(Your objective)
Once you have read the entries below, repeat all of them exactly.

═══ Provided information

#[async_trait]
impl BooleanPredicate for EmitMessage {
    fn name(&self) -> &str {
        "EmitMessage"
    }

    fn arity(&self) -> (usize, Option<usize>) {
        (1, None)
    }

    async fn check(&self, args: &CallArgs, cx: &QueryContext) -> Result<bool, ResolveError> {
        let message: String = args
            .term()
            .args()
            .iter()
            .map(|a| a.value.as_constant().map_or_else(|| a.value.to_string(), Value::to_text))
            .collect();
        tracing::info!(target: "mendlog::repair", query = %cx.query_id(), "{message}");
        Ok(true)
    }
}

#[cfg(test)]
mod tests {
    use super::*;
    use crate::config::EngineConfig;
    use crate::repair::{compile_policy, run_repair_query, InMemoryRepairExecutor};

    fn facts(code: &str) -> RepairFacts {
        RepairFacts {
            error_code: code.into(),
            node_name: "_Node_0".into(),
            partition_id: "p1".into(),
            replica_or_instance_id: 7,
            metric_name: "CpuPercent".into(),
            ..RepairFacts::default()
        }
    }

    fn executor() -> (Arc<InMemoryRepairExecutor>, Arc<dyn RepairExecutor>) {
        let memory = Arc::new(InMemoryRepairExecutor::new());
        let dynamic: Arc<dyn RepairExecutor> = memory.clone();
        (memory, dynamic)
    }

    const RULES: &str = r#"
        ## Restart the replica at most twice an hour.
        Mitigate(ErrorCode=?c) :- ?c == "FO001", GetRepairHistory(?n, 01:00:00), ?n < 2, RestartReplica(true, 00:01:00).
        Mitigate(ErrorCode="FO002") :- DeleteFiles("/var/log/app", SortOrder="Descending", MaxFilesToDelete=5).
    "#;

    #[tokio::test]
    async fn test_restart_respects_history_limit() {
        let (memory, executor) = executor();
        let config = EngineConfig::default();
        let cx = QueryContext::new_root();

        for _ in 0..2 {
            assert!(run_repair_query(RULES, facts("FO001"), Arc::clone(&executor), &config, &cx).await.unwrap());
        }
        assert!(!run_repair_query(RULES, facts("FO001"), Arc::clone(&executor), &config, &QueryContext::new_root())
            .await
            .unwrap());
        assert_eq!(memory.executed(RepairAction::RestartReplica), 2);

        let task = &memory.tasks()[0];
        assert!(task.policy.do_health_checks);
        assert_eq!(task.policy.max_wait_for_health, Duration::from_secs(60));
    }

    #[tokio::test]
    async fn test_delete_files_reads_named_arguments() {
        let (memory, executor) = executor();
        let ok = run_repair_query(RULES, facts("FO002"), executor, &EngineConfig::default(), &QueryContext::new_root())
            .await
            .unwrap();
        assert!(ok);
        let cleanup = memory.tasks()[0].policy.cleanup.clone().unwrap();
        assert_eq!(cleanup.folder_path, "/var/log/app");
        assert_eq!(cleanup.sort_order, FileSortOrder::Descending);
        assert_eq!(cleanup.max_files, 5);
        assert!(!cleanup.recurse_subdirectories);
    }

    #[tokio::test]
    async fn test_unknown_error_code_does_nothing() {
        let (memory, executor) = executor();
        let ok = run_repair_query(RULES, facts("FO404"), executor, &EngineConfig::default(), &QueryContext::new_root())
            .await
            .unwrap();
        assert!(!ok);
        assert!(memory.tasks().is_empty());
    }

    #[tokio::test]
    async fn test_dry_run_schedules_without_executing() {
        let (memory, executor) = executor();
        let mut config = EngineConfig::default();
        config.repair.dry_run = true;
        assert!(run_repair_query(RULES, facts("FO001"), executor, &config, &QueryContext::new_root())
            .await
            .unwrap());
        assert_eq!(memory.tasks().len(), 1);
        assert_eq!(memory.executed(RepairAction::RestartReplica), 0);
    }

    #[tokio::test]
    async fn test_schedule_interval_blocks_repeat() {
        let (_memory, executor) = executor();
        let rules = "Mitigate :- not(CheckInsideScheduleInterval(00:10:00)), RestartFabricNode().";
        let config = EngineConfig::default();
        assert!(run_repair_query(rules, facts("FO001"), Arc::clone(&executor), &config, &QueryContext::new_root())
            .await
            .unwrap());
        assert!(!run_repair_query(rules, facts("FO001"), executor, &config, &QueryContext::new_root())
            .await
            .unwrap());
    }

    #[tokio::test]
    async fn test_health_event_history_counts_property() {
        let (memory, executor) = executor();
        memory.record_health_event("CpuPercent", Utc::now());
        memory.record_health_event("CpuPercent", Utc::now());
        memory.record_health_event("MemoryMb", Utc::now());
        let rules = "Mitigate :- GetHealthEventHistory(?n, 00:05:00), ?n == 2, EmitMessage(\"events: \", ?n).";
        assert!(run_repair_query(rules, facts("FO001"), executor, &EngineConfig::default(), &QueryContext::new_root())
            .await
            .unwrap());
    }

    #[test]
    fn test_history_count_must_be_unbound() {
        let (_memory, executor) = executor();
        let facts = Arc::new(facts("FO001"));
        let err = compile_policy(
            "bad",
            "Mitigate :- GetRepairHistory(3, 01:00:00).",
            &facts,
            &executor,
            &EngineConfig::default(),
        )
        .unwrap_err();
        assert!(err.is_compile());
        assert!(err.to_string().contains("GetRepairHistory"));
    }

    #[test]
    fn test_restart_arity_checked_at_compile_time() {
        let (_memory, executor) = executor();
        let facts = Arc::new(facts("FO001"));
        let err = compile_policy(
            "bad",
            "Mitigate :- RestartReplica(true, 00:01:00, 00:10:00, extra).",
            &facts,
            &executor,
            &EngineConfig::default(),
        )
        .unwrap_err();
        assert!(err.is_compile());
    }
}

══════

(Result of the task)
#[async_trait]
impl BooleanPredicate for EmitMessage {
    fn name(&self) -> &str {
        "EmitMessage"
    }

    fn arity(&self) -> (usize, Option<usize>) {
        (1, None)
    }

    async fn check(&self, args: &CallArgs, cx: &QueryContext) -> Result<bool, ResolveError> {
        let message: String = args
            .term()
            .args()
            .iter()
            .map(|a| a.value.as_constant().map_or_else(|| a.value.to_string(), Value::to_text))
            .collect();
        tracing::info!(target: "mendlog::repair", query = %cx.query_id(), "{message}");
        Ok(true)
    }
}

#[cfg(test)]
mod tests {
    use super::*;
    use crate::config::EngineConfig;
    use crate::repair::{compile_policy, run_repair_query, InMemoryRepairExecutor};

    fn facts(code: &str) -> RepairFacts {
        RepairFacts {
            error_code: code.into(),
            node_name: "_Node_0".into(),
            partition_id: "p1".into(),
            replica_or_instance_id: 7,
            metric_name: "CpuPercent".into(),
            ..RepairFacts::default()
        }
    }

    fn executor() -> (Arc<InMemoryRepairExecutor>, Arc<dyn RepairExecutor>) {
        let memory = Arc::new(InMemoryRepairExecutor::new());
        let dynamic: Arc<dyn RepairExecutor> = memory.clone();
        (memory, dynamic)
    }

    const RULES: &str = r#"
        ## Restart the replica at most twice an hour.
        Mitigate(ErrorCode=?c) :- ?c == "FO001", GetRepairHistory(?n, 01:00:00), ?n < 2, RestartReplica(true, 00:01:00).
        Mitigate(ErrorCode="FO002") :- DeleteFiles("/var/log/app", SortOrder="Descending", MaxFilesToDelete=5).
    "#;

    #[tokio::test]
    async fn test_restart_respects_history_limit() {
        let (memory, executor) = executor();
        let config = EngineConfig::default();
        let cx = QueryContext::new_root();

        for _ in 0..2 {
            assert!(run_repair_query(RULES, facts("FO001"), Arc::clone(&executor), &config, &cx).await.unwrap());
        }
        assert!(!run_repair_query(RULES, facts("FO001"), Arc::clone(&executor), &config, &QueryContext::new_root())
            .await
            .unwrap());
        assert_eq!(memory.executed(RepairAction::RestartReplica), 2);

        let task = &memory.tasks()[0];
        assert!(task.policy.do_health_checks);
        assert_eq!(task.policy.max_wait_for_health, Duration::from_secs(60));
    }

    #[tokio::test]
    async fn test_delete_files_reads_named_arguments() {
        let (memory, executor) = executor();
        let ok = run_repair_query(RULES, facts("FO002"), executor, &EngineConfig::default(), &QueryContext::new_root())
            .await
            .unwrap();
        assert!(ok);
        let cleanup = memory.tasks()[0].policy.cleanup.clone().unwrap();
        assert_eq!(cleanup.folder_path, "/var/log/app");
        assert_eq!(cleanup.sort_order, FileSortOrder::Descending);
        assert_eq!(cleanup.max_files, 5);
        assert!(!cleanup.recurse_subdirectories);
    }

    #[tokio::test]
    async fn test_unknown_error_code_does_nothing() {
        let (memory, executor) = executor();
        let ok = run_repair_query(RULES, facts("FO404"), executor, &EngineConfig::default(), &QueryContext::new_root())
            .await
            .unwrap();
        assert!(!ok);
        assert!(memory.tasks().is_empty());
    }

    #[tokio::test]
    async fn test_dry_run_schedules_without_executing() {
        let (memory, executor) = executor();
        let mut config = EngineConfig::default();
        config.repair.dry_run = true;
        assert!(run_repair_query(RULES, facts("FO001"), executor, &config, &QueryContext::new_root())
            .await
            .unwrap());
        assert_eq!(memory.tasks().len(), 1);
        assert_eq!(memory.executed(RepairAction::RestartReplica), 0);
    }

    #[tokio::test]
    async fn test_schedule_interval_blocks_repeat() {
        let (_memory, executor) = executor();
        let rules = "Mitigate :- not(CheckInsideScheduleInterval(00:10:00)), RestartFabricNode().";
        let config = EngineConfig::default();
        assert!(run_repair_query(rules, facts("FO001"), Arc::clone(&executor), &config, &QueryContext::new_root())
            .await
            .unwrap());
        assert!(!run_repair_query(rules, facts("FO001"), executor, &config, &QueryContext::new_root())
            .await
            .unwrap());
    }

    #[tokio::test]
    async fn test_health_event_history_counts_property() {
        let (memory, executor) = executor();
        memory.record_health_event("CpuPercent", Utc::now());
        memory.record_health_event("CpuPercent", Utc::now());
        memory.record_health_event("MemoryMb", Utc::now());
        let rules = "Mitigate :- GetHealthEventHistory(?n, 00:05:00), ?n == 2, EmitMessage(\"events: \", ?n).";
        assert!(run_repair_query(rules, facts("FO001"), executor, &EngineConfig::default(), &QueryContext::new_root())
            .await
            .unwrap());
    }

    #[test]
    fn test_history_count_must_be_unbound() {
        let (_memory, executor) = executor();
        let facts = Arc::new(facts("FO001"));
        let err = compile_policy(
            "bad",
            "Mitigate :- GetRepairHistory(3, 01:00:00).",
            &facts,
            &executor,
            &EngineConfig::default(),
        )
        .unwrap_err();
        assert!(err.is_compile());
        assert!(err.to_string().contains("GetRepairHistory"));
    }

    #[test]
    fn test_restart_arity_checked_at_compile_time() {
        let (_memory, executor) = executor();
        let facts = Arc::new(facts("FO001"));
        let err = compile_policy(
            "bad",
            "Mitigate :- RestartReplica(true, 00:01:00, 00:10:00, extra).",
            &facts,
            &executor,
            &EngineConfig::default(),
        )
        .unwrap_err();
        assert!(err.is_compile());
    }
}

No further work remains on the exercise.